Es stehen für die Reduzierung von Barrieren mehr Mittel zur Verfügung. Im Jahr 2019 betrugen die Zuschüsse des Bundesinnenministeriums für die Barrierereduzierung noch 75 Millionen Euro. Aufgrund der anhaltend hohen Nachfrage sind die Fördermittel für das laufende Jahr um 25 Millionen Euro auf insgesamt 100.000 Millionen Euro erhöht worden.

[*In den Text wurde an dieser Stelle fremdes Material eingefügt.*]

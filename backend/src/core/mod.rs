//! Core building blocks: simulated time and geometry

pub mod geometry;
pub mod time;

Die Zuschüsse dienen dazu, dass private Haushalte Barrieren in ihren Wohnungen reduzieren, unabhängig vom Alter. Im Einzelfall kann die von der staatlichen Förderbank KfW ausgezahlte Summe bei bis zu 6.250 Euro liegen, um im Wohnungsbestand die Barrieren zu reduzieren und somit für mehr Sicherheit zu sorgen.

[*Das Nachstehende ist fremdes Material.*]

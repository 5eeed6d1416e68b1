use crate::config::{ConfigError, OfficeConfig};

impl OfficeConfig {
    /// Validate the configuration and return every problem found.
    pub fn validate(&self) -> Vec<ConfigError> {
        let mut errors = Vec::new();
        let map = &self.map;
        let vp = &self.viewport;

        if map.floor_width <= 0.0 || map.floor_height <= 0.0 {
            errors.push(ConfigError::InvalidFloor(format!(
                "floor must be positive, got {}x{}",
                map.floor_width, map.floor_height
            )));
        }
        if map.margin_x < 0.0
            || map.margin_y < 0.0
            || map.margin_x * 2.0 >= map.floor_width
            || map.margin_y * 2.0 >= map.floor_height
        {
            errors.push(ConfigError::InvalidFloor(format!(
                "margins {}x{} leave no walkable area",
                map.margin_x, map.margin_y
            )));
        }

        if vp.screen_width <= 0.0 || vp.screen_height <= 0.0 {
            errors.push(ConfigError::InvalidScreen {
                width: vp.screen_width,
                height: vp.screen_height,
            });
        }

        if vp.min_zoom <= 0.0 || vp.min_zoom > vp.max_zoom {
            errors.push(ConfigError::InvalidZoomRange {
                min: vp.min_zoom,
                max: vp.max_zoom,
            });
        } else {
            let zooms = [
                ("viewport.default_zoom", vp.default_zoom),
                ("viewport.focus_zoom", vp.focus_zoom),
                ("meeting.elevated_zoom", self.meeting.elevated_zoom),
            ];
            for (field, value) in zooms {
                if value < vp.min_zoom || value > vp.max_zoom {
                    errors.push(ConfigError::ZoomOutOfRange {
                        field,
                        value,
                        min: vp.min_zoom,
                        max: vp.max_zoom,
                    });
                }
            }
        }

        let motion = &self.motion;
        if !(motion.lerp_rate > 0.0 && motion.lerp_rate <= 1.0) {
            errors.push(ConfigError::InvalidMotion(format!(
                "lerp_rate must be in (0, 1], got {}",
                motion.lerp_rate
            )));
        }
        if motion.arrive_threshold <= 0.0 {
            errors.push(ConfigError::InvalidMotion(
                "arrive_threshold must be positive".to_string(),
            ));
        }
        if motion.notify_distance < 0.0 {
            errors.push(ConfigError::InvalidMotion(
                "notify_distance must not be negative".to_string(),
            ));
        }
        if motion.wander_min_ms > motion.wander_max_ms {
            errors.push(ConfigError::InvalidMotion(format!(
                "wander interval [{}, {}] is empty",
                motion.wander_min_ms, motion.wander_max_ms
            )));
        }

        if self.meeting.trigger_category.trim().is_empty() {
            errors.push(ConfigError::InvalidMeeting(
                "trigger_category must not be empty".to_string(),
            ));
        }
        if self.meeting.rally_radius < 0.0 {
            errors.push(ConfigError::InvalidMeeting(
                "rally_radius must not be negative".to_string(),
            ));
        }
        let rally = self.rally_point();
        if rally.x < 0.0 || rally.x > map.floor_width || rally.y < 0.0 || rally.y > map.floor_height {
            errors.push(ConfigError::InvalidMeeting(format!(
                "rally point ({}, {}) is off the floor",
                rally.x, rally.y
            )));
        }

        errors
    }

    /// Validate and return Ok(()) if valid, or Err with the first error.
    pub fn validate_or_err(&self) -> Result<(), ConfigError> {
        match self.validate().into_iter().next() {
            None => Ok(()),
            Some(err) => Err(err),
        }
    }
}

#[cfg(test)]
mod tests {
    use super::*;
    use crate::core::geometry::Point;

    #[test]
    fn test_default_config_is_valid() {
        assert!(OfficeConfig::default().validate().is_empty());
    }

    #[test]
    fn test_inverted_zoom_range_rejected() {
        let mut config = OfficeConfig::default();
        config.viewport.min_zoom = 3.0;
        let errors = config.validate();
        assert!(matches!(errors[0], ConfigError::InvalidZoomRange { .. }));
    }

    #[test]
    fn test_default_zoom_outside_range_rejected() {
        let mut config = OfficeConfig::default();
        config.viewport.default_zoom = 5.0;
        assert!(matches!(
            config.validate_or_err(),
            Err(ConfigError::ZoomOutOfRange { field: "viewport.default_zoom", .. })
        ));
    }

    #[test]
    fn test_multiple_problems_reported_together() {
        let mut config = OfficeConfig::default();
        config.motion.lerp_rate = 0.0;
        config.motion.wander_min_ms = 9000;
        config.meeting.trigger_category = "  ".to_string();
        config.meeting.rally_point = Some(Point::new(-10.0, 0.0));
        assert_eq!(config.validate().len(), 4);
    }

    #[test]
    fn test_margins_consuming_floor_rejected() {
        let mut config = OfficeConfig::default();
        config.map.margin_x = 1500.0;
        assert!(matches!(config.validate_or_err(), Err(ConfigError::InvalidFloor(_))));
    }
}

Zuschüsse für Eigentümer und Mieter

Sowohl private Eigentümer als auch Mieter können die finanzielle Unterstützung der KfW in Anspruch nehmen, um altersgerechte Modernisierungsmaßnahmen durchzuführen. Zu den förderfähigen Maßnahmen zählen beispielsweise die Beseitigung von Schwellen sowohl vor als auch in der Wohnung sowie der Einbau bodengleicher Duschen. Es muss ein Fachunternehmen mit der Durchführung der Maßnahmen beauftragt werden. Dafür ist es erforderlich, mindestens 2.000 Euro zu investieren und die Zuschüsse sind nur dann erhältlich, wenn die Maßnahmen beim Antragszeitpunkt noch nicht begonnen wurden.

Laut Zahlen des Statistischen Bundesamts hatten im Jahr 2018 von den gesamten Seniorenhaushalten 85 % keinen stufenlosen Zugang zu ihrer Wohnung. Lediglich 2 % der Wohnungen erfüllten hierzulande alle Merkmale des barrierearmen Wohnens.